At a time when nearly 760,000 New Yorkers are unemployed, Assembly Minority Leader Brian M. Kolb (R,I,C-Canandaigua) and New York State Rifle and Pistol Association (NYSRPA) President Tom King, today said Governor Cuomo's Regional Economic Development Councils should make the retention of firearm companies such as Remington Arms; Just Right Carbines; Kahr Arms; Kimber Manufacturing; Turnbull Restoration and Dan Wesson Firearms - along with the thousands of private sector jobs they provide - a top economic development priority for the Empire State.
Leader Kolb and President King also urged the rejection of government mandates such as micro-stamping, which drive up the cost of firearms, hurt the economic competitiveness of New York's gun industry and could lead to firearm manufacturers leaving the state altogether.
Pointing to a recent New York Times story "States Pitch a Lifestyle to Lure Gun Makers From Their Longtime Homes," Leader Kolb said the Councils should recognize aggressive steps taken by other states to steal away firearm companies and work to retain the thousands of private sector jobs in New York that are involved with the manufacture and sale of firearms.
Leader Kolb and President King asked the Councils to work closely with firearm companies such as Remington Arms (Ilion); Just Right Carbines (Canandaigua); Kahr Arms and Kimber Manufacturing (Yonkers); Turnbull Restoration (Bloomfield); and Dan Wesson Firearms (Norwich) to make the sector more competitive by bringing the Empire State's labor, energy and transportation costs in line with those of other states.
"Thousands of New Yorkers are presently employed in some form or fashion by the firearms industry. More than ever, we have to fight to keep these jobs as states such as Idaho, Alabama, and Montana are aggressively trying to lure away New York's firearm industries. Losing these private sector jobs would be a devastating hit to our already fragile economy," said Leader Kolb, the only Legislative Leader in state government who has started and run successful private sector manufacturing businesses.
"We need to make sure that job creating companies such as Remington Arms, Just Right Carbines, Kahr Arms, Kimber Manufacturing, Turnbull Restoration and Dan Wesson Firearms stay right here in the Empire State. With New York facing fierce competition from 49 other states trying to lure our businesses and jobs away, listening to, and working with, private sector job creators such as these should be a top priority for the Councils," Leader Kolb said.
Besides tax breaks and other financial incentives states are using to entice firearm companies to relocate, the New York Times also cited the impact of government mandates such as micro-stamping as a leading factor why some businesses may possibly leave New York State (and Connecticut), relocating to areas without micro-stamping requirements.
The New York Times article stated the following: "Gun manufacturers say proposed micro-stamping laws could drive Colt out of Connecticut and Remington out of New York, which are among more than half a dozen states where the legislation has been introduced. California, which employs more firearms industry workers than any other state, has already approved a micro-stamping law that is pending. Carlton S. Chen, a vice president at Colt, said the company would have few qualms about leaving Connecticut if micro-stamping became law."

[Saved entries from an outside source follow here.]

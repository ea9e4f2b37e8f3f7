//! End-to-end persistence through the world store.

use cairn_voxel::{
    BlockRef, BlockRegistry, ChunkAddress, ChunkBlockData, Color, CompressionConfig, Transparency,
    VoxelTypeDef, WorldState, WorldStore, local_index,
};

fn registry() -> BlockRegistry {
    let mut registry = BlockRegistry::new();
    for (name, color) in [
        ("stone", Color::splat(120)),
        ("dirt", Color::new(90, 60, 30)),
        ("glass", Color::new(200, 220, 255)),
    ] {
        registry
            .register(VoxelTypeDef {
                name: name.to_string(),
                solid: true,
                transparency: Transparency::Opaque,
                default_color: color,
            })
            .unwrap();
    }
    registry
}

#[test]
fn test_generated_chunk_survives_reload() {
    let registry = registry();
    let stone = registry.shared_block(registry.lookup_by_name("stone").unwrap()).unwrap();
    let dirt = registry.shared_block(registry.lookup_by_name("dirt").unwrap()).unwrap();
    let glass_id = registry.lookup_by_name("glass").unwrap();

    let mut chunk = ChunkBlockData::filled(registry.air());
    for x in 0..16 {
        for z in 0..16 {
            chunk.set_xyz(x, 0, z, stone.clone()).unwrap();
            chunk.set_xyz(x, 1, z, dirt.clone()).unwrap();
        }
    }
    // Two independently tinted glass blocks.
    let red_glass = BlockRef::new(cairn_voxel::Block::new(glass_id, Color::new(255, 0, 0)));
    let blue_glass = BlockRef::new(cairn_voxel::Block::new(glass_id, Color::new(0, 0, 255)));
    chunk.set_xyz(4, 5, 6, red_glass.clone()).unwrap();
    chunk.set_xyz(7, 5, 6, blue_glass).unwrap();
    chunk.set_xyz(8, 5, 6, red_glass).unwrap();

    let dir = tempfile::tempdir().unwrap();
    let store = WorldStore::open(dir.path(), CompressionConfig::default()).unwrap();
    let addr = ChunkAddress::new(0, -1, 2);
    store.save_chunk(addr, &chunk).unwrap();

    let mut state = WorldState::default();
    state.advance();
    store.save_world(&state).unwrap();

    // Reopen as a fresh process would.
    let store = WorldStore::open(dir.path(), CompressionConfig::default()).unwrap();
    let loaded: ChunkBlockData = store.load_chunk(addr).unwrap().unwrap();
    assert_eq!(store.load_world().unwrap(), Some(WorldState::new(1)));

    assert_eq!(loaded.unique_count(), chunk.unique_count());
    assert_eq!(loaded.unique_count(), 5);
    assert_eq!(loaded.to_serialized().indices, chunk.to_serialized().indices);

    let cells = loaded.as_slice();
    let red_a = &cells[local_index(4, 5, 6)];
    let blue = &cells[local_index(7, 5, 6)];
    let red_b = &cells[local_index(8, 5, 6)];
    assert!(BlockRef::ptr_eq(red_a, red_b));
    assert!(!BlockRef::ptr_eq(red_a, blue));
    assert_eq!(red_a.color, Color::new(255, 0, 0));
    assert_eq!(blue.color, Color::new(0, 0, 255));
    assert_eq!(loaded.get_xyz(3, 1, 3).unwrap().kind, dirt.kind);
}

"Having the Regional Economic Development Councils listen to the needs of the firearms industry in New York would mark a good start to a much-needed partnership. Next, the state Legislature needs to do its part and stop considering costly government mandates, such as micro-stamping, that do little to keep New Yorkers safe, yet drive up the cost of owning a firearm and create a climate where companies that produce them no longer feel welcome. In this tough economy, we have to do whatever it takes to keep quality employers like Remington Arms, Just Right Carbines, Kahr Arms, Kimber Manufacturing, Turnbull Restoration and Dan Wesson Firearms part of the Empire State," Leader Kolb stated.
"NYSRPA has long recognized the economic impact of ill-conceived legislation that seeks to diminish our constitutional freedoms. The NYSRPA is proud to partner with a Legislative Leader like Assembly Minority Leader Brian Kolb, a former private sector businessman who understands that our heritage industries need legislative protection, not harassment, which is one of the reasons Leader Kolb was our legislator of the year for 2010," said Tom King, President of the NYSRPA.
"There are more than 10,000 New Yorkers employed in the firearms manufacturing, and related industries. We need to retain these jobs here in New York not drive them elsewhere through poorly concieved legislation," President King stated.